-------- Provided material

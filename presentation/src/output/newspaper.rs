//! Newspaper edition formatter
//!
//! Each section is a separate function so the press can print them one at
//! a time with entrance delays; [`NewspaperFormatter::format`] glues them
//! together for a static print.

use crate::output::formatter::OutputFormatter;
use breath_domain::{
    AqiBand, AqiInfo, Edition, HealthRisk, Pollutant, PredictionReport, RiskLevel, Severity,
    Weather, masthead_date, report_time,
};
use chrono::{NaiveDate, NaiveDateTime, NaiveTime};
use colored::{ColoredString, Colorize};

/// Width of the printed page
pub const PAGE_WIDTH: usize = 60;

/// Formats a report as a newspaper edition
pub struct NewspaperFormatter;

impl NewspaperFormatter {
    pub fn masthead(date: NaiveDate) -> String {
        let rule = "=".repeat(PAGE_WIDTH);
        format!(
            "{}\n{}\n{}\n{}\n",
            rule,
            format!("{:^width$}", Edition::NAME.to_uppercase(), width = PAGE_WIDTH).bold(),
            format!("{:^width$}", masthead_date(date), width = PAGE_WIDTH).dimmed(),
            rule
        )
    }

    /// Headline counter line; redrawn in place while the counter runs
    pub fn aqi_headline(value: i64, band: AqiBand) -> String {
        format!(
            "{} {}",
            "AIR QUALITY INDEX:".bold(),
            band_colored(&value.to_string(), band).bold()
        )
    }

    pub fn category(info: &AqiInfo) -> String {
        format!("{}\n", band_colored(info.category, info.band).italic())
    }

    /// Six colored segments with an indicator under the computed position
    pub fn scale(info: &AqiInfo) -> String {
        let segment_width = PAGE_WIDTH / AqiBand::ALL.len();
        let bar: String = AqiBand::ALL
            .iter()
            .map(|band| band_colored(&"█".repeat(segment_width), *band).to_string())
            .collect();

        let column = indicator_column(info.position, segment_width * AqiBand::ALL.len());
        let indicator = format!("{}{}", " ".repeat(column), "▲".bold());

        format!("{}\n{}\n", bar, indicator)
    }

    pub fn section_header(title: &str) -> String {
        format!("\n{}\n{}\n", title.bold(), "-".repeat(PAGE_WIDTH))
    }

    pub fn pollutant_row(pollutant: Pollutant, value: f64) -> String {
        let severity = pollutant.severity(value);
        format!(
            "  {:<6} {:>10} µg/m³   {}\n",
            pollutant.label(),
            value,
            severity_badge(severity)
        )
    }

    pub fn weather(weather: &Weather) -> String {
        format!(
            "  Temperature {}°C  |  Humidity {}%  |  Pressure {} hPa  |  Wind {} m/s\n",
            weather.temp, weather.humidity, weather.pressure, weather.wind_speed
        )
    }

    pub fn risk_article(symptom: &str, risk: &HealthRisk) -> String {
        format!(
            "  {} {}\n      {}   {}\n",
            "▪".bold(),
            HealthRisk::headline(symptom).bold(),
            risk.percent_label(),
            risk_badge(risk.risk_level)
        )
    }

    pub fn no_risks() -> String {
        format!("  {}\n", "No health risks reported.".dimmed())
    }

    pub fn recommendations(text: &str) -> String {
        let mut output = String::new();
        for line in text.trim().lines() {
            output.push_str(&format!("  {}\n", line.trim_end()));
        }
        output
    }

    pub fn footer(time: NaiveTime) -> String {
        format!(
            "\n{} {}\n{}\n",
            "Report filed at".dimmed(),
            report_time(time),
            "=".repeat(PAGE_WIDTH)
        )
    }

    /// The whole edition, with the counter already at its final value
    pub fn format(report: &PredictionReport, issued_at: NaiveDateTime) -> String {
        let info = report.aqi_info();
        let mut output = String::new();

        output.push_str(&Self::masthead(issued_at.date()));
        output.push('\n');
        output.push_str(&Self::aqi_headline(report.display_aqi(), info.band));
        output.push('\n');
        output.push_str(&Self::category(&info));
        output.push_str(&Self::scale(&info));

        output.push_str(&Self::section_header("POLLUTANT READINGS"));
        for (pollutant, value) in report.pollutants.readings() {
            output.push_str(&Self::pollutant_row(pollutant, value));
        }

        output.push_str(&Self::section_header("WEATHER"));
        output.push_str(&Self::weather(&report.weather));

        output.push_str(&Self::section_header("HEALTH RISKS"));
        if report.health_risks.is_empty() {
            output.push_str(&Self::no_risks());
        }
        for (symptom, risk) in &report.health_risks {
            output.push_str(&Self::risk_article(symptom, risk));
        }

        output.push_str(&Self::section_header("RECOMMENDATIONS"));
        output.push_str(&Self::recommendations(&report.recommendations));

        output.push_str(&Self::footer(issued_at.time()));
        output
    }
}

impl OutputFormatter for NewspaperFormatter {
    fn format(&self, report: &PredictionReport, issued_at: NaiveDateTime) -> String {
        Self::format(report, issued_at)
    }
}

/// Column of the scale indicator for a position in percent
fn indicator_column(position: f64, width: usize) -> usize {
    let last = width.saturating_sub(1) as f64;
    ((position / 100.0) * last).round().clamp(0.0, last) as usize
}

fn band_colored(text: &str, band: AqiBand) -> ColoredString {
    let (r, g, b) = band.rgb();
    text.truecolor(r, g, b)
}

fn severity_badge(severity: Severity) -> ColoredString {
    let badge = format!("[{}]", severity.as_str());
    match severity {
        Severity::Good => badge.green(),
        Severity::Fair => badge.yellow(),
        Severity::Poor => badge.truecolor(0xb8, 0x86, 0x0b),
        Severity::Bad => badge.red(),
        Severity::Severe => badge.red().bold(),
    }
}

fn risk_badge(level: RiskLevel) -> ColoredString {
    let badge = format!("[{}]", level.as_str());
    match level {
        RiskLevel::Low => badge.green(),
        RiskLevel::Moderate => badge.yellow(),
        RiskLevel::High => badge.red().bold(),
    }
}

----------------

→ **Problem statement**
Every line above should be duplicated exactly as it stands.

→ **Exercise answer**
filename presentation/src/output/newspaper.rs
//! Newspaper edition formatter
//!
//! Each section is a separate function so the press can print them one at
//! a time with entrance delays; [`NewspaperFormatter::format`] glues them
//! together for a static print.

use crate::output::formatter::OutputFormatter;
use breath_domain::{
    AqiBand, AqiInfo, Edition, HealthRisk, Pollutant, PredictionReport, RiskLevel, Severity,
    Weather, masthead_date, report_time,
};
use chrono::{NaiveDate, NaiveDateTime, NaiveTime};
use colored::{ColoredString, Colorize};

/// Width of the printed page
pub const PAGE_WIDTH: usize = 60;

/// Formats a report as a newspaper edition
pub struct NewspaperFormatter;

impl NewspaperFormatter {
    pub fn masthead(date: NaiveDate) -> String {
        let rule = "=".repeat(PAGE_WIDTH);
        format!(
            "{}\n{}\n{}\n{}\n",
            rule,
            format!("{:^width$}", Edition::NAME.to_uppercase(), width = PAGE_WIDTH).bold(),
            format!("{:^width$}", masthead_date(date), width = PAGE_WIDTH).dimmed(),
            rule
        )
    }

    /// Headline counter line; redrawn in place while the counter runs
    pub fn aqi_headline(value: i64, band: AqiBand) -> String {
        format!(
            "{} {}",
            "AIR QUALITY INDEX:".bold(),
            band_colored(&value.to_string(), band).bold()
        )
    }

    pub fn category(info: &AqiInfo) -> String {
        format!("{}\n", band_colored(info.category, info.band).italic())
    }

    /// Six colored segments with an indicator under the computed position
    pub fn scale(info: &AqiInfo) -> String {
        let segment_width = PAGE_WIDTH / AqiBand::ALL.len();
        let bar: String = AqiBand::ALL
            .iter()
            .map(|band| band_colored(&"█".repeat(segment_width), *band).to_string())
            .collect();

        let column = indicator_column(info.position, segment_width * AqiBand::ALL.len());
        let indicator = format!("{}{}", " ".repeat(column), "▲".bold());

        format!("{}\n{}\n", bar, indicator)
    }

    pub fn section_header(title: &str) -> String {
        format!("\n{}\n{}\n", title.bold(), "-".repeat(PAGE_WIDTH))
    }

    pub fn pollutant_row(pollutant: Pollutant, value: f64) -> String {
        let severity = pollutant.severity(value);
        format!(
            "  {:<6} {:>10} µg/m³   {}\n",
            pollutant.label(),
            value,
            severity_badge(severity)
        )
    }

    pub fn weather(weather: &Weather) -> String {
        format!(
            "  Temperature {}°C  |  Humidity {}%  |  Pressure {} hPa  |  Wind {} m/s\n",
            weather.temp, weather.humidity, weather.pressure, weather.wind_speed
        )
    }

    pub fn risk_article(symptom: &str, risk: &HealthRisk) -> String {
        format!(
            "  {} {}\n      {}   {}\n",
            "▪".bold(),
            HealthRisk::headline(symptom).bold(),
            risk.percent_label(),
            risk_badge(risk.risk_level)
        )
    }

    pub fn no_risks() -> String {
        format!("  {}\n", "No health risks reported.".dimmed())
    }

    pub fn recommendations(text: &str) -> String {
        let mut output = String::new();
        for line in text.trim().lines() {
            output.push_str(&format!("  {}\n", line.trim_end()));
        }
        output
    }

    pub fn footer(time: NaiveTime) -> String {
        format!(
            "\n{} {}\n{}\n",
            "Report filed at".dimmed(),
            report_time(time),
            "=".repeat(PAGE_WIDTH)
        )
    }

    /// The whole edition, with the counter already at its final value
    pub fn format(report: &PredictionReport, issued_at: NaiveDateTime) -> String {
        let info = report.aqi_info();
        let mut output = String::new();

        output.push_str(&Self::masthead(issued_at.date()));
        output.push('\n');
        output.push_str(&Self::aqi_headline(report.display_aqi(), info.band));
        output.push('\n');
        output.push_str(&Self::category(&info));
        output.push_str(&Self::scale(&info));

        output.push_str(&Self::section_header("POLLUTANT READINGS"));
        for (pollutant, value) in report.pollutants.readings() {
            output.push_str(&Self::pollutant_row(pollutant, value));
        }

        output.push_str(&Self::section_header("WEATHER"));
        output.push_str(&Self::weather(&report.weather));

        output.push_str(&Self::section_header("HEALTH RISKS"));
        if report.health_risks.is_empty() {
            output.push_str(&Self::no_risks());
        }
        for (symptom, risk) in &report.health_risks {
            output.push_str(&Self::risk_article(symptom, risk));
        }

        output.push_str(&Self::section_header("RECOMMENDATIONS"));
        output.push_str(&Self::recommendations(&report.recommendations));

        output.push_str(&Self::footer(issued_at.time()));
        output
    }
}

impl OutputFormatter for NewspaperFormatter {
    fn format(&self, report: &PredictionReport, issued_at: NaiveDateTime) -> String {
        Self::format(report, issued_at)
    }
}

/// Column of the scale indicator for a position in percent
fn indicator_column(position: f64, width: usize) -> usize {
    let last = width.saturating_sub(1) as f64;
    ((position / 100.0) * last).round().clamp(0.0, last) as usize
}

fn band_colored(text: &str, band: AqiBand) -> ColoredString {
    let (r, g, b) = band.rgb();
    text.truecolor(r, g, b)
}

fn severity_badge(severity: Severity) -> ColoredString {
    let badge = format!("[{}]", severity.as_str());
    match severity {
        Severity::Good => badge.green(),
        Severity::Fair => badge.yellow(),
        Severity::Poor => badge.truecolor(0xb8, 0x86, 0x0b),
        Severity::Bad => badge.red(),
        Severity::Severe => badge.red().bold(),
    }
}

fn risk_badge(level: RiskLevel) -> ColoredString {
    let badge = format!("[{}]", level.as_str());
    match level {
        RiskLevel::Low => badge.green(),
        RiskLevel::Moderate => badge.yellow(),
        RiskLevel::High => badge.red().bold(),
    }
}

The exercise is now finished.